Problem details: Please return each entry in the listing exactly.

Supplied data Start Marker

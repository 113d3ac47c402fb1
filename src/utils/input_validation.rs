//! Validation rules bound to the signup form fields.
//!
//! Every rule is a total, side-effect free predicate over the raw field
//! content, so it can be handed to a [`FieldValidator`](crate::field::FieldValidator).

use derive_more::derive::Display;
use once_cell::sync::Lazy;
use regex::Regex;
use strum::IntoEnumIterator;
use strum_macros::EnumIter;

use crate::consts::{EMAIL_PATTERN, EMAIL_REQUIRED_SUFFIX, MIN_PASSWORD_LENGTH, SPECIAL_CHARACTERS};

// Regex for email addresses
static EMAIL_REGEX: Lazy<Regex> =
    Lazy::new(|| Regex::new(EMAIL_PATTERN).expect("Failed to compile email regex"));

/// A single requirement a password has to meet
#[derive(Debug, Clone, Copy, PartialEq, Eq, Hash, EnumIter, Display)]
pub enum PasswordRequirement {
    #[display("Min length is {}", MIN_PASSWORD_LENGTH)]
    MinLength,
    #[display("Contains at least one capital letter")]
    Uppercase,
    #[display("Contains at least one special character")]
    SpecialCharacter,
}

impl PasswordRequirement {
    /// Checks this requirement alone against the given password
    pub fn is_met(self, password: &str) -> bool {
        match self {
            PasswordRequirement::MinLength => is_min_length(password),
            PasswordRequirement::Uppercase => has_capital_letter(password),
            PasswordRequirement::SpecialCharacter => has_special_character(password),
        }
    }
}

/// The name must not be blank
pub fn is_not_empty(value: &str) -> bool {
    !value.trim().is_empty()
}

/// Checks the trimmed value against the email pattern, and requires a
/// ".com" somewhere in the raw value
pub fn is_email(value: &str) -> bool {
    EMAIL_REGEX.is_match(value.trim()) && value.contains(EMAIL_REQUIRED_SUFFIX)
}

/// Substring-only email check. Accepts anything with an `@` and a ".com",
/// the form itself validates with [`is_email`].
pub fn is_email_lenient(value: &str) -> bool {
    value.contains('@') && value.contains(EMAIL_REQUIRED_SUFFIX)
}

/// Counts characters (`char`s), not bytes nor UTF-16 code units
pub fn is_min_length(value: &str) -> bool {
    value.chars().count() >= MIN_PASSWORD_LENGTH
}

pub fn has_capital_letter(value: &str) -> bool {
    value.chars().any(|c| c.is_ascii_uppercase())
}

pub fn has_special_character(value: &str) -> bool {
    value.chars().any(|c| SPECIAL_CHARACTERS.contains(c))
}

/// A password is valid when it meets every [`PasswordRequirement`]
pub fn is_password(value: &str) -> bool {
    PasswordRequirement::iter().all(|requirement| requirement.is_met(value))
}

/// Lists the requirements the password fails, in display order
pub fn unmet_password_requirements(value: &str) -> Vec<PasswordRequirement> {
    PasswordRequirement::iter()
        .filter(|requirement| !requirement.is_met(value))
        .collect()
}

/// The confirmation must be byte-for-byte the password
pub fn matches(confirmation: &str, password: &str) -> bool {
    confirmation == password
}

#[cfg(test)]
mod tests {
    use super::*;

    mod name_tests {
        use super::*;

        #[test]
        fn test_valid_names() {
            let valid_cases = vec!["Alice", " Bob ", "Jean-Luc", "李"];

            for name in valid_cases {
                assert!(is_not_empty(name), "Valid name {:?} was rejected !", name);
            }
        }

        #[test]
        fn test_blank_names() {
            let invalid_cases = vec!["", " ", "\t", "  \n  "];

            for name in invalid_cases {
                assert!(!is_not_empty(name), "Blank name {:?} was accepted !", name);
            }
        }
    }

    mod email_tests {
        use super::*;

        #[test]
        fn test_valid_emails() {
            let valid_cases = vec![
                "a@b.com",
                "user@example.com",
                "user.name@example.com",
                "user-name@mail.example.com",
                "  user@example.com  ",
            ];

            for email in valid_cases {
                assert!(is_email(email), "Valid email {:?} was rejected !", email);
            }
        }

        #[test]
        fn test_invalid_emails() {
            let invalid_cases = vec![
                "",
                "abc",
                "a@b",                  // No top-level label
                "user@example.org",     // No ".com"
                "user@example.comm",    // Top-level label too long
                "user name@example.com",
                "@example.com",
                "user@.com",
                "user..name@example.com",
                "usér@example.com",     // Only ASCII word characters
            ];

            for email in invalid_cases {
                assert!(!is_email(email), "Invalid email {:?} was accepted !", email);
            }
        }

        #[test]
        fn test_lenient_email_only_checks_substrings() {
            assert!(is_email_lenient("a@b.com"));
            assert!(is_email_lenient("not an email @ .com"));
            assert!(!is_email_lenient("a@b"));
            assert!(!is_email("not an email @ .com"));
        }
    }

    mod password_tests {
        use super::*;

        #[test]
        fn test_password_validity() {
            let test_cases = vec![
                // (password, expected_valid)
                ("Abcdefg!", true),
                ("StrongP@ssw0rd!", true),
                ("Pass word", true),     // Space counts as special
                ("abcdefg!", false),     // No uppercase
                ("Abcdefgh", false),     // No special character
                ("Ab!", false),          // Too short
                ("", false),
            ];

            for (password, expected_valid) in test_cases {
                assert_eq!(
                    is_password(password),
                    expected_valid,
                    "Password {:?} validation result was unexpected",
                    password
                );
            }
        }

        #[test]
        fn test_length_counts_characters() {
            assert!(!is_min_length("Abcdef!"));
            assert!(is_min_length("Abcdefg!"));
            assert!(is_min_length("ÀÉÎÕÜÇÑ!"));
            // Six characters, even though they take ten UTF-16 code units
            assert!(!is_min_length("😀😀😀😀A!"));
        }

        #[test]
        fn test_uppercase_is_ascii_only() {
            assert!(has_capital_letter("abcD"));
            assert!(!has_capital_letter("abcÉ"));
        }

        #[test]
        fn test_unmet_requirements_are_independent() {
            assert_eq!(
                unmet_password_requirements("ab"),
                vec![
                    PasswordRequirement::MinLength,
                    PasswordRequirement::Uppercase,
                    PasswordRequirement::SpecialCharacter,
                ]
            );
            assert_eq!(
                unmet_password_requirements("Ab!"),
                vec![PasswordRequirement::MinLength]
            );
            assert_eq!(
                unmet_password_requirements("abcdefgh"),
                vec![
                    PasswordRequirement::Uppercase,
                    PasswordRequirement::SpecialCharacter,
                ]
            );
            assert!(unmet_password_requirements("Abcdefg!").is_empty());
        }

        #[test]
        fn test_requirement_display() {
            assert_eq!(PasswordRequirement::MinLength.to_string(), "Min length is 8");
            assert_eq!(
                PasswordRequirement::SpecialCharacter.to_string(),
                "Contains at least one special character"
            );
        }
    }

    #[test]
    fn test_confirmation_is_exact() {
        assert!(matches("Secret1!", "Secret1!"));
        assert!(matches("", ""));
        assert!(!matches("Secret1!", "secret1!"));
        assert!(!matches("Secret1! ", "Secret1!"));
    }
}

Supplied data End Marker

Output for this task:
repository 113d3ac47c402fb1
filename src/utils/input_validation.rs
//! Validation rules bound to the signup form fields.
//!
//! Every rule is a total, side-effect free predicate over the raw field
//! content, so it can be handed to a [`FieldValidator`](crate::field::FieldValidator).

use derive_more::derive::Display;
use once_cell::sync::Lazy;
use regex::Regex;
use strum::IntoEnumIterator;
use strum_macros::EnumIter;

use crate::consts::{EMAIL_PATTERN, EMAIL_REQUIRED_SUFFIX, MIN_PASSWORD_LENGTH, SPECIAL_CHARACTERS};

// Regex for email addresses
static EMAIL_REGEX: Lazy<Regex> =
    Lazy::new(|| Regex::new(EMAIL_PATTERN).expect("Failed to compile email regex"));

/// A single requirement a password has to meet
#[derive(Debug, Clone, Copy, PartialEq, Eq, Hash, EnumIter, Display)]
pub enum PasswordRequirement {
    #[display("Min length is {}", MIN_PASSWORD_LENGTH)]
    MinLength,
    #[display("Contains at least one capital letter")]
    Uppercase,
    #[display("Contains at least one special character")]
    SpecialCharacter,
}

impl PasswordRequirement {
    /// Checks this requirement alone against the given password
    pub fn is_met(self, password: &str) -> bool {
        match self {
            PasswordRequirement::MinLength => is_min_length(password),
            PasswordRequirement::Uppercase => has_capital_letter(password),
            PasswordRequirement::SpecialCharacter => has_special_character(password),
        }
    }
}

/// The name must not be blank
pub fn is_not_empty(value: &str) -> bool {
    !value.trim().is_empty()
}

/// Checks the trimmed value against the email pattern, and requires a
/// ".com" somewhere in the raw value
pub fn is_email(value: &str) -> bool {
    EMAIL_REGEX.is_match(value.trim()) && value.contains(EMAIL_REQUIRED_SUFFIX)
}

/// Substring-only email check. Accepts anything with an `@` and a ".com",
/// the form itself validates with [`is_email`].
pub fn is_email_lenient(value: &str) -> bool {
    value.contains('@') && value.contains(EMAIL_REQUIRED_SUFFIX)
}

/// Counts characters (`char`s), not bytes nor UTF-16 code units
pub fn is_min_length(value: &str) -> bool {
    value.chars().count() >= MIN_PASSWORD_LENGTH
}

pub fn has_capital_letter(value: &str) -> bool {
    value.chars().any(|c| c.is_ascii_uppercase())
}

pub fn has_special_character(value: &str) -> bool {
    value.chars().any(|c| SPECIAL_CHARACTERS.contains(c))
}

/// A password is valid when it meets every [`PasswordRequirement`]
pub fn is_password(value: &str) -> bool {
    PasswordRequirement::iter().all(|requirement| requirement.is_met(value))
}

/// Lists the requirements the password fails, in display order
pub fn unmet_password_requirements(value: &str) -> Vec<PasswordRequirement> {
    PasswordRequirement::iter()
        .filter(|requirement| !requirement.is_met(value))
        .collect()
}

/// The confirmation must be byte-for-byte the password
pub fn matches(confirmation: &str, password: &str) -> bool {
    confirmation == password
}

#[cfg(test)]
mod tests {
    use super::*;

    mod name_tests {
        use super::*;

        #[test]
        fn test_valid_names() {
            let valid_cases = vec!["Alice", " Bob ", "Jean-Luc", "李"];

            for name in valid_cases {
                assert!(is_not_empty(name), "Valid name {:?} was rejected !", name);
            }
        }

        #[test]
        fn test_blank_names() {
            let invalid_cases = vec!["", " ", "\t", "  \n  "];

            for name in invalid_cases {
                assert!(!is_not_empty(name), "Blank name {:?} was accepted !", name);
            }
        }
    }

    mod email_tests {
        use super::*;

        #[test]
        fn test_valid_emails() {
            let valid_cases = vec![
                "a@b.com",
                "user@example.com",
                "user.name@example.com",
                "user-name@mail.example.com",
                "  user@example.com  ",
            ];

            for email in valid_cases {
                assert!(is_email(email), "Valid email {:?} was rejected !", email);
            }
        }

        #[test]
        fn test_invalid_emails() {
            let invalid_cases = vec![
                "",
                "abc",
                "a@b",                  // No top-level label
                "user@example.org",     // No ".com"
                "user@example.comm",    // Top-level label too long
                "user name@example.com",
                "@example.com",
                "user@.com",
                "user..name@example.com",
                "usér@example.com",     // Only ASCII word characters
            ];

            for email in invalid_cases {
                assert!(!is_email(email), "Invalid email {:?} was accepted !", email);
            }
        }

        #[test]
        fn test_lenient_email_only_checks_substrings() {
            assert!(is_email_lenient("a@b.com"));
            assert!(is_email_lenient("not an email @ .com"));
            assert!(!is_email_lenient("a@b"));
            assert!(!is_email("not an email @ .com"));
        }
    }

    mod password_tests {
        use super::*;

        #[test]
        fn test_password_validity() {
            let test_cases = vec![
                // (password, expected_valid)
                ("Abcdefg!", true),
                ("StrongP@ssw0rd!", true),
                ("Pass word", true),     // Space counts as special
                ("abcdefg!", false),     // No uppercase
                ("Abcdefgh", false),     // No special character
                ("Ab!", false),          // Too short
                ("", false),
            ];

            for (password, expected_valid) in test_cases {
                assert_eq!(
                    is_password(password),
                    expected_valid,
                    "Password {:?} validation result was unexpected",
                    password
                );
            }
        }

        #[test]
        fn test_length_counts_characters() {
            assert!(!is_min_length("Abcdef!"));
            assert!(is_min_length("Abcdefg!"));
            assert!(is_min_length("ÀÉÎÕÜÇÑ!"));
            // Six characters, even though they take ten UTF-16 code units
            assert!(!is_min_length("😀😀😀😀A!"));
        }

        #[test]
        fn test_uppercase_is_ascii_only() {
            assert!(has_capital_letter("abcD"));
            assert!(!has_capital_letter("abcÉ"));
        }

        #[test]
        fn test_unmet_requirements_are_independent() {
            assert_eq!(
                unmet_password_requirements("ab"),
                vec![
                    PasswordRequirement::MinLength,
                    PasswordRequirement::Uppercase,
                    PasswordRequirement::SpecialCharacter,
                ]
            );
            assert_eq!(
                unmet_password_requirements("Ab!"),
                vec![PasswordRequirement::MinLength]
            );
            assert_eq!(
                unmet_password_requirements("abcdefgh"),
                vec![
                    PasswordRequirement::Uppercase,
                    PasswordRequirement::SpecialCharacter,
                ]
            );
            assert!(unmet_password_requirements("Abcdefg!").is_empty());
        }

        #[test]
        fn test_requirement_display() {
            assert_eq!(PasswordRequirement::MinLength.to_string(), "Min length is 8");
            assert_eq!(
                PasswordRequirement::SpecialCharacter.to_string(),
                "Contains at least one special character"
            );
        }
    }

    #[test]
    fn test_confirmation_is_exact() {
        assert!(matches("Secret1!", "Secret1!"));
        assert!(matches("", ""));
        assert!(!matches("Secret1!", "secret1!"));
        assert!(!matches("Secret1! ", "Secret1!"));
    }
}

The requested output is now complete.